Main Points:
- Lisk community to vote on burning 100 million LSK tokens
- Lisk DAO’s first major vote on token allocation
- Lisk’s migration to Optimism Superchain for network accessibility
- Options to decrease total LSK supply or allocate tokens for community incentives
- Onchain Foundation not participating in the vote for fairness
- Lisk’s migration plans to Ethereum ecosystem for cost-effectiveness
Lisk Community Vote on Burning Tokens
The Lisk community will soon decide on burning 100 million LSK tokens, representing 25% of the total supply, through a vote by September 27. This decision marks the first major vote of the Lisk DAO, the newly-formed decentralized autonomous organization.
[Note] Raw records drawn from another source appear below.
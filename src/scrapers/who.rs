//! WHO coronavirus question-and-answers hub scraper.
//!
//! Scraping happens in two phases:
//!
//! 1. **Listing**: the hub page links to one page per category through
//!    `.sf-list-vertical__item` anchors; the display name sits in a nested
//!    `.full-title` element.
//! 2. **Extraction**: every category page is an accordion of
//!    `.sf-accordion__link` questions and `.sf-accordion__content` answers.
//!    The answer is the first paragraph of the content element.
//!
//! Line breaks and tabs are deleted (not replaced) in WHO text.

use super::{Extraction, pair_by_anchor, resolve_url};
use crate::document::Document;
use crate::error::ScrapeError;
use crate::fetch::FetchPage;
use crate::models::{Category, QaRecord};
use crate::normalize::{Whitespace, normalize};
use crate::utils::truncate_for_log;
use chrono::NaiveDate;
use tracing::{debug, info, instrument, warn};

const CATEGORY_ITEM_CLASS: &str = "sf-list-vertical__item";
const CATEGORY_TITLE_CLASS: &str = "full-title";
const QUESTION_CLASS: &str = "sf-accordion__link";
const ANSWER_CLASS: &str = "sf-accordion__content";

/// Fetch the hub page and list its categories in document order.
///
/// # Arguments
///
/// * `fetcher` - Page source, normally the retrying HTTP fetcher
/// * `hub_url` - Absolute URL of the question-and-answers hub
///
/// # Returns
///
/// One [`Category`] per linked item, with the `href` as given on the page.
///
/// # Errors
///
/// Fetch errors are passed through. A hub without any category item is a
/// [`ScrapeError::StructuralMismatch`].
#[instrument(level = "info", skip_all, fields(%hub_url))]
pub async fn list_categories<F: FetchPage>(
    fetcher: &F,
    hub_url: &str,
) -> Result<Vec<Category>, ScrapeError> {
    let html = fetcher.fetch(hub_url).await?;
    let categories = parse_categories(&html, hub_url)?;
    info!(count = categories.len(), source = hub_url, "Listed WHO categories");
    Ok(categories)
}

/// Read category links from hub page HTML.
///
/// Items without an `href` or without a title are skipped. The title is
/// trimmed; a line break inside it is kept.
pub fn parse_categories(html: &str, hub_url: &str) -> Result<Vec<Category>, ScrapeError> {
    let document = Document::parse(html);
    let items = document.find_all_by_class(CATEGORY_ITEM_CLASS);
    if items.is_empty() {
        return Err(ScrapeError::mismatch(
            hub_url,
            format!("no .{CATEGORY_ITEM_CLASS} items on hub page"),
        ));
    }

    let mut categories = Vec::new();
    for item in items {
        let path = item.attribute("href").map(str::trim).unwrap_or_default();
        let name = item
            .first_by_class(CATEGORY_TITLE_CLASS)
            .map(|title| title.text().trim().to_string())
            .unwrap_or_default();

        if path.is_empty() || name.is_empty() {
            warn!(path, name = %name, "Skipping WHO category item without link or title");
            continue;
        }
        categories.push(Category {
            path: path.to_string(),
            name,
        });
    }
    Ok(categories)
}

/// Fetch one category page and extract its QA pairs.
///
/// `category.path` is resolved against `root_url`; the resolved URL is the
/// `source_url` of every record.
#[instrument(level = "info", skip_all, fields(category = %category.name))]
pub async fn extract_category<F: FetchPage>(
    fetcher: &F,
    root_url: &str,
    category: &Category,
    today: NaiveDate,
) -> Result<Extraction, ScrapeError> {
    let page_url = resolve_url(root_url, &category.path)?;
    let html = fetcher.fetch(&page_url).await?;
    let extraction = parse_category_page(&html, &page_url, &category.name, today)?;
    info!(
        count = extraction.records.len(),
        skipped = extraction.skipped,
        url = %page_url,
        "Extracted WHO category"
    );
    Ok(extraction)
}

/// Extract QA pairs from a category page.
///
/// A content element without a paragraph is skipped.
///
/// # Errors
///
/// [`ScrapeError::StructuralMismatch`] when the page has no accordion
/// questions, or when question/answer counts cannot be reconciled.
pub fn parse_category_page(
    html: &str,
    page_url: &str,
    category: &str,
    today: NaiveDate,
) -> Result<Extraction, ScrapeError> {
    let document = Document::parse(html);
    let questions = document.find_all_by_class(QUESTION_CLASS);
    if questions.is_empty() {
        return Err(ScrapeError::mismatch(
            page_url,
            format!("no .{QUESTION_CLASS} questions on category page"),
        ));
    }
    let pairs = pair_by_anchor(page_url, questions, document.find_all_by_class(ANSWER_CLASS))?;

    let mut extraction = Extraction::default();
    for (question, content) in pairs {
        let question = normalize(&question.text(), Whitespace::Delete);
        let Some(paragraph) = content.first_child_by_tag("p") else {
            warn!(
                url = %page_url,
                question = %truncate_for_log(&question, 80),
                "WHO answer has no paragraph; skipping"
            );
            extraction.skipped += 1;
            continue;
        };
        let answer = normalize(&paragraph.text(), Whitespace::Delete);
        debug!(question = %truncate_for_log(&question, 80), "WHO pair");

        extraction.records.push(QaRecord {
            captured_date: today,
            source_url: page_url.to_string(),
            category: category.to_string(),
            question,
            answer,
        });
    }
    Ok(extraction)
}

#[cfg(test)]
mod tests {
    use super::*;
    use crate::config::FetchConfig;
    use crate::fetch::build_fetcher;
    use std::time::Duration;
    use wiremock::matchers::{method, path};
    use wiremock::{Mock, MockServer, ResponseTemplate};

    const HUB: &str = r#"
        <ul>
          <a class="sf-list-vertical__item" href="/faq/general">
            <span class="full-title"> General </span>
          </a>
          <a class="sf-list-vertical__item" href="/faq/vaccines">
            <span class="full-title">Vaccines</span>
          </a>
          <a class="sf-list-vertical__item"><span class="full-title">No link</span></a>
          <a class="sf-list-vertical__item" href="/faq/masks">
            <span class="full-title">Masks</span>
          </a>
        </ul>
    "#;

    const GENERAL: &str = r#"
        <div class="sf-accordion">
          <a class="sf-accordion__link">Is it safe?
</a>
          <div class="sf-accordion__content"><p>Yes.</p><p>More detail.</p></div>
        </div>
    "#;

    fn today() -> NaiveDate {
        NaiveDate::from_ymd_opt(2026, 10, 18).unwrap()
    }

    #[test]
    fn test_parse_categories_in_document_order() {
        let categories = parse_categories(HUB, "https://www.who.int/hub").unwrap();
        let names: Vec<&str> = categories.iter().map(|c| c.name.as_str()).collect();
        assert_eq!(names, vec!["General", "Vaccines", "Masks"]);
        assert_eq!(categories[0].path, "/faq/general");
        assert!(categories.iter().all(|c| !c.path.is_empty() && !c.name.is_empty()));
    }

    #[test]
    fn test_title_with_line_break_is_trimmed_only() {
        let html = r#"
            <a class="sf-list-vertical__item" href="/faq/travel">
              <span class="full-title">
                Travel
advice
              </span>
            </a>
        "#;
        let categories = parse_categories(html, "https://www.who.int/hub").unwrap();
        assert_eq!(categories[0].name, "Travel\nadvice");
    }

    #[test]
    fn test_hub_without_items_is_mismatch() {
        let err = parse_categories("<div class='redesigned'>FAQ</div>", "https://www.who.int/hub")
            .unwrap_err();
        assert!(matches!(err, ScrapeError::StructuralMismatch { .. }));
    }

    #[test]
    fn test_category_page_without_questions_is_mismatch() {
        let err = parse_category_page("<p>Moved</p>", "https://www.who.int/x", "X", today())
            .unwrap_err();
        assert!(matches!(err, ScrapeError::StructuralMismatch { .. }));
    }

    #[test]
    fn test_parse_category_page_single_pair() {
        let extraction =
            parse_category_page(GENERAL, "https://www.who.int/faq/general", "General", today())
                .unwrap();
        assert_eq!(extraction.skipped, 0);
        assert_eq!(
            extraction.records,
            vec![QaRecord {
                captured_date: today(),
                source_url: "https://www.who.int/faq/general".to_string(),
                category: "General".to_string(),
                question: "Is it safe?".to_string(),
                answer: "Yes.".to_string(),
            }]
        );
    }

    #[test]
    fn test_delete_policy_joins_broken_lines() {
        let html = r#"
            <a class="sf-accordion__link">How does it
spread?</a>
            <div class="sf-accordion__content"><p>Through	droplets.</p></div>
        "#;
        let extraction = parse_category_page(html, "https://www.who.int/x", "X", today()).unwrap();
        assert_eq!(extraction.records[0].question, "How does itspread?");
        assert_eq!(extraction.records[0].answer, "Throughdroplets.");
    }

    #[test]
    fn test_missing_paragraph_skips_pair() {
        let html = r#"
            <a class="sf-accordion__link">Q1</a>
            <div class="sf-accordion__content"><ul><li>no paragraph</li></ul></div>
            <a class="sf-accordion__link">Q2</a>
            <div class="sf-accordion__content"><p>A2</p></div>
        "#;
        let extraction = parse_category_page(html, "https://www.who.int/x", "X", today()).unwrap();
        assert_eq!(extraction.skipped, 1);
        assert_eq!(extraction.records.len(), 1);
        assert_eq!(extraction.records[0].question, "Q2");
    }

    #[test]
    fn test_count_mismatch_fails_page() {
        let html = r#"
            <a class="sf-accordion__link">Q1</a>
            <a class="sf-accordion__link">Q2</a>
            <div class="sf-accordion__content"><p>A1</p></div>
        "#;
        let err = parse_category_page(html, "https://www.who.int/x", "X", today()).unwrap_err();
        assert!(matches!(err, ScrapeError::StructuralMismatch { .. }));
    }

    #[tokio::test]
    async fn test_list_then_extract_against_mock_site() {
        let server = MockServer::start().await;
        Mock::given(method("GET"))
            .and(path("/hub"))
            .respond_with(ResponseTemplate::new(200).set_body_string(HUB))
            .mount(&server)
            .await;
        Mock::given(method("GET"))
            .and(path("/faq/general"))
            .respond_with(ResponseTemplate::new(200).set_body_string(GENERAL))
            .mount(&server)
            .await;

        let fetcher = build_fetcher(&FetchConfig {
            retry_delay: Duration::ZERO,
            ..FetchConfig::default()
        })
        .unwrap();
        let categories = list_categories(&fetcher, &format!("{}/hub", server.uri()))
            .await
            .unwrap();
        assert_eq!(categories.len(), 3);

        let root = format!("{}/", server.uri());
        let extraction = extract_category(&fetcher, &root, &categories[0], today())
            .await
            .unwrap();
        assert_eq!(extraction.records.len(), 1);
        assert_eq!(
            extraction.records[0].source_url,
            format!("{}/faq/general", server.uri())
        );
        assert_eq!(extraction.records[0].category, "General");
    }
}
Lisk DAO’s Token Allocation Decision
If the community votes to burn the tokens, the total LSK supply will decrease to 300 million. Alternatively, choosing to allocate the tokens until 2033 will enable the community to drive initiatives, support growth campaigns, and finance projects over the next decade, as stated in the press release. This decision will also impact the Lisk DAO Fund.
Lisk’s Migration Strategy to Enhance Access
Launched in 2016, Lisk revealed plans to migrate to the Ethereum ecosystem in late 2023 to upgrade its network and enhance cost-effectiveness for users and developers. This strategic move aims to make the network more accessible across the Ethereum ecosystem, particularly by utilizing the Optimism Superchain for improved accessibility.